Work order
Establish how many lines in the records below include the word "messages"; respond with that number only.

Stored data:
• • •
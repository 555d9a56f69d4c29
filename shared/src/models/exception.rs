//! Exception data model.
//!
//! Defines the `Throwable` abstraction consumed by the stacktrace encoder,
//! along with `Frame` and the owned `CapturedException` implementation.

use serde::{Deserialize, Serialize};
use std::fmt;

/// Default cap on the number of nodes followed through a cause chain.
pub const DEFAULT_MAX_CAUSE_DEPTH: usize = 32;

/// A single call-site in a stack trace.
///
/// # Example
///
/// ```
/// use shared::models::Frame;
///
/// let frame = Frame::new("app::db::connect").with_location("src/db.rs", Some(42));
/// assert_eq!(frame.to_string(), "app::db::connect(src/db.rs:42)");
/// ```
#[derive(Debug, Clone, PartialEq, Eq, Hash, Serialize, Deserialize)]
pub struct Frame {
    /// Function or method name, including its module path.
    pub symbol: String,

    /// Source file, when known.
    #[serde(skip_serializing_if = "Option::is_none")]
    pub file: Option<String>,

    /// Line within `file`, when known.
    #[serde(skip_serializing_if = "Option::is_none")]
    pub line: Option<u32>,
}

impl Frame {
    /// Creates a frame with no source location.
    #[must_use]
    pub fn new(symbol: impl Into<String>) -> Self {
        Self {
            symbol: symbol.into(),
            file: None,
            line: None,
        }
    }

    /// Sets the source location of the frame.
    #[must_use]
    pub fn with_location(mut self, file: impl Into<String>, line: Option<u32>) -> Self {
        self.file = Some(file.into());
        self.line = line;
        self
    }
}

impl fmt::Display for Frame {
    fn fmt(&self, f: &mut fmt::Formatter<'_>) -> fmt::Result {
        match (&self.file, self.line) {
            (Some(file), Some(line)) => write!(f, "{}({file}:{line})", self.symbol),
            (Some(file), None) => write!(f, "{}({file})", self.symbol),
            (None, _) => write!(f, "{}(Unknown Source)", self.symbol),
        }
    }
}

/// A raised error together with its stack frames and optional cause.
///
/// Implementors are free to build cause graphs that loop back on
/// themselves; the encoder walks them with a visited set and a depth cap.
pub trait Throwable {
    /// Type name of the error, e.g. `io::Error`.
    fn kind(&self) -> Option<&str>;

    /// Message text. May span several lines.
    fn message(&self) -> Option<&str>;

    /// Stack frames, innermost call first.
    fn frames(&self) -> &[Frame];

    /// The error that caused this one.
    fn cause(&self) -> Option<&dyn Throwable>;
}

/// An owned exception with an owned cause chain.
///
/// # Example
///
/// ```
/// use shared::models::{CapturedException, Frame, Throwable};
///
/// let root = CapturedException::new("io::Error")
///     .with_message("connection reset")
///     .with_frame(Frame::new("net::read"));
/// let outer = CapturedException::new("QueryError")
///     .with_message("search failed")
///     .with_cause(root);
///
/// assert_eq!(outer.cause().and_then(|c| c.message()), Some("connection reset"));
/// ```
#[derive(Debug, Clone, PartialEq, Eq, Default, Serialize, Deserialize)]
pub struct CapturedException {
    /// Type name of the error.
    #[serde(skip_serializing_if = "Option::is_none")]
    pub kind: Option<String>,

    /// Message text.
    #[serde(skip_serializing_if = "Option::is_none")]
    pub message: Option<String>,

    /// Stack frames, innermost call first.
    #[serde(default)]
    pub frames: Vec<Frame>,

    /// The underlying cause.
    #[serde(skip_serializing_if = "Option::is_none")]
    pub cause: Option<Box<CapturedException>>,
}

impl CapturedException {
    /// Creates an exception of the given kind with no message, frames or cause.
    #[must_use]
    pub fn new(kind: impl Into<String>) -> Self {
        Self {
            kind: Some(kind.into()),
            ..Self::default()
        }
    }

    /// Sets the message text.
    #[must_use]
    pub fn with_message(mut self, message: impl Into<String>) -> Self {
        self.message = Some(message.into());
        self
    }

    /// Appends a stack frame.
    #[must_use]
    pub fn with_frame(mut self, frame: Frame) -> Self {
        self.frames.push(frame);
        self
    }

    /// Replaces the frame list.
    #[must_use]
    pub fn with_frames(mut self, frames: impl IntoIterator<Item = Frame>) -> Self {
        self.frames = frames.into_iter().collect();
        self
    }

    /// Sets the underlying cause.
    #[must_use]
    pub fn with_cause(mut self, cause: CapturedException) -> Self {
        self.cause = Some(Box::new(cause));
        self
    }

    /// Captures a standard library error and its `source()` chain.
    ///
    /// Each error's `Display` output becomes the node message. Frames are
    /// not available through `std::error::Error` and are left empty. At most
    /// [`DEFAULT_MAX_CAUSE_DEPTH`] nodes are captured.
    ///
    /// # Example
    ///
    /// ```
    /// use shared::models::{CapturedException, Throwable};
    ///
    /// let err = std::io::Error::other("disk full");
    /// let captured = CapturedException::from_error(&err);
    /// assert_eq!(captured.message(), Some("disk full"));
    /// assert!(captured.kind().is_none());
    /// ```
    #[must_use]
    pub fn from_error(error: &(dyn std::error::Error + 'static)) -> Self {
        let mut messages = Vec::new();
        let mut current = Some(error);
        while let Some(err) = current {
            if messages.len() == DEFAULT_MAX_CAUSE_DEPTH {
                break;
            }
            messages.push(err.to_string());
            current = err.source();
        }

        messages
            .into_iter()
            .rev()
            .fold(None, |cause: Option<Self>, message| {
                Some(Self {
                    kind: None,
                    message: Some(message),
                    frames: Vec::new(),
                    cause: cause.map(Box::new),
                })
            })
            .unwrap_or_default()
    }
}

impl Throwable for CapturedException {
    fn kind(&self) -> Option<&str> {
        self.kind.as_deref()
    }

    fn message(&self) -> Option<&str> {
        self.message.as_deref()
    }

    fn frames(&self) -> &[Frame] {
        &self.frames
    }

    fn cause(&self) -> Option<&dyn Throwable> {
        self.cause.as_deref().map(|c| c as &dyn Throwable)
    }
}
//! Data models for Jsonlog.
//!
//! This module contains the exception and event abstractions consumed by the
//! encoder, and the log line record produced by the reader.

pub mod event;
pub mod exception;
pub mod log;

pub use event::{Event, LogEvent};
pub use exception::{CapturedException, Frame, Throwable, DEFAULT_MAX_CAUSE_DEPTH};
pub use log::{Field, LogLevel, LogLine};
• • •
Problem solution
4